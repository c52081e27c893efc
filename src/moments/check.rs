use log::{debug, warn};

use super::CoefficientTable;
use crate::arith::Scalar;
use crate::error::{OrthoError, Result};

/// Recompute moments from a coefficient table and compare them with the
/// input.
///
/// Moment `j` is `μ₀·⟨e₀, Jʲ e₀⟩` for the monic Jacobi operator
/// `x·π_k = π_{k+1} + α_k π_k + β_k π_{k−1}`; a table of `n` steps
/// reproduces moments `0..2n` exactly. The first moment whose deviation
/// exceeds `tol·max(1, |μ_j|)` is returned as
/// [`OrthoError::MomentMismatch`].
pub fn check_coefficients<R: Scalar>(
    moments: &[R],
    table: &CoefficientTable<R>,
    tol: f64,
) -> Result<()> {
    let n = table.len();
    let count = moments.len().min(2 * n);
    debug!("checking {count} moments against {n} coefficients");

    let mu0 = table.zeroth_moment();
    // coordinates of x^j in the basis π_0..π_{n−1}
    let mut v = vec![R::zero(); n];
    if let Some(first) = v.first_mut() {
        *first = R::one();
    }

    for (j, expected) in moments.iter().take(count).enumerate() {
        let actual = mu0.clone() * v[0].clone();
        let deviation = (actual.clone() - expected.clone()).to_f64().abs();
        let scale = expected.to_f64().abs().max(1.0);
        if !(deviation <= tol * scale) {
            warn!("moment {j} does not match: expected {expected}, recomputed {actual}");
            return Err(OrthoError::MomentMismatch {
                index: j,
                expected: expected.to_f64(),
                actual: actual.to_f64(),
            });
        }

        v = (0..n)
            .map(|k| {
                let mut s = table.alpha_at(k) * v[k].clone();
                if k > 0 {
                    s = s + v[k - 1].clone();
                }
                if k + 1 < n {
                    s = s + table.beta_at(k + 1) * v[k + 1].clone();
                }
                s
            })
            .collect();
    }
    Ok(())
}

#[cfg(test)]
mod tests {
    use super::*;
    use crate::arith::Exact;
    use crate::moments::{chebyshev, golub_welsch};

    fn x_squared_moments(count: usize) -> Vec<f64> {
        (0..count)
            .map(|k| if k % 2 == 1 { 0.0 } else { 2.0 / (k as f64 + 3.0) })
            .collect()
    }

    #[test]
    fn test_reconstructed_tables_pass() {
        let moments = x_squared_moments(11);
        let table = golub_welsch(&moments).unwrap();
        check_coefficients(&moments, &table, 1e-12).unwrap();

        let exact: Vec<Exact> = (0..10)
            .map(|k| if k % 2 == 1 { Exact::ratio(0, 1) } else { Exact::ratio(2, k + 3) })
            .collect();
        let table = chebyshev(&exact).unwrap();
        check_coefficients(&exact, &table, 0.0).unwrap();
    }

    #[test]
    fn test_perturbed_table_fails() {
        let moments = x_squared_moments(10);
        let mut table = golub_welsch(&moments[..9]).unwrap();
        table.beta[2] = table.beta[2].map(|b| b * 1.01);
        match check_coefficients(&moments, &table, 1e-12) {
            Err(OrthoError::MomentMismatch { index, .. }) => assert_eq!(index, 4),
            other => panic!("expected a mismatch, got {other:?}"),
        }
    }
}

■ What you need to do
Every line from the top of the material through the line containing "monic Jacobi operator" must be transcribed exactly, and no other line may appear.

■ Reply to the exercise
repository c52081e27c893efc
filename src/moments/check.rs
use log::{debug, warn};

use super::CoefficientTable;
use crate::arith::Scalar;
use crate::error::{OrthoError, Result};

/// Recompute moments from a coefficient table and compare them with the
/// input.
///
/// Moment `j` is `μ₀·⟨e₀, Jʲ e₀⟩` for the monic Jacobi operator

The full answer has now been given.